Abstract
An economical corncob biochar-based magnetic iron–copper bimetallic nanomaterial (marked as MBC) was successfully synthesized and optimized through a co-precipitation and pyrolysis method. It was successfully used to activate H2O2 to remove ciprofloxacin (CIP) from aqueous solutions. This material had high catalytic activity and structural stability. Additionally, it had good magnetic properties, which can be easily separated from solutions. In MBC/H2O2, the removal efficiency of CIP was 93.6% within 360 min at optimal reaction conditions. The conversion of total organic carbon (TOC) reached 51.0% under the same situation. The desorption experiments concluded that adsorption and catalytic oxidation accounted for 34% and 66% on the removal efficiency of CIP, respectively. The influences of several reaction parameters were systematically evaluated on the catalytic activity of MBC. OH was proved to play a significant role in the removal of CIP through electron paramagnetic resonance (EPR) analysis and a free radical quenching experiment.
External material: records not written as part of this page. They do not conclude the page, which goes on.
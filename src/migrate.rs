use anyhow::Result;
use sqlx::SqlitePool;

/// Create the schema. Idempotent.
pub async fn run_migrations(pool: &SqlitePool) -> Result<()> {
    // Indexed chunks with their vectors
    sqlx::query(
        r#"
        CREATE TABLE IF NOT EXISTS chunks (
            id TEXT PRIMARY KEY,
            category TEXT NOT NULL,
            parent_title TEXT NOT NULL,
            content TEXT NOT NULL,
            chunk_index INTEGER NOT NULL,
            total_chunks INTEGER NOT NULL,
            metadata_json TEXT NOT NULL DEFAULT '{}',
            embedding BLOB NOT NULL,
            dims INTEGER NOT NULL,
            updated_at INTEGER NOT NULL
        )
        "#,
    )
    .execute(pool)
    .await?;

    // Recorded question/answer exchanges
    sqlx::query(
        r#"
        CREATE TABLE IF NOT EXISTS interactions (
            id TEXT PRIMARY KEY,
            timestamp INTEGER NOT NULL,
            question TEXT NOT NULL,
            answer TEXT NOT NULL,
            contexts_json TEXT NOT NULL DEFAULT '[]',
            sources_json TEXT NOT NULL DEFAULT '[]',
            response_time REAL NOT NULL,
            user_feedback INTEGER,
            quality_scores_json TEXT,
            model_version TEXT NOT NULL,
            embedding_model TEXT NOT NULL
        )
        "#,
    )
    .execute(pool)
    .await?;

    sqlx::query("CREATE INDEX IF NOT EXISTS idx_chunks_category ON chunks(category)")
        .execute(pool)
        .await?;
    sqlx::query(
        "CREATE INDEX IF NOT EXISTS idx_interactions_timestamp ON interactions(timestamp DESC)",
    )
    .execute(pool)
    .await?;

    Ok(())
}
Additionally, such outstanding removal efficiency can be attributed to the excellent electronic conductivity of MBC, as well as the redox cycle reaction between iron and copper ions, which achieved the continuous generation of hydroxyl radicals. Integrating HPLC-MS, ion chromatography and density functional theory (DFT) calculation results, and possible degradation of the pathways of the removal of CIP were also thoroughly discussed. These results provided a theoretical basis and technical support for the removal of CIP in water.
Highlights
The environmental deterioration by the excessive discharge of pollutants has aroused great concern all over the world [1]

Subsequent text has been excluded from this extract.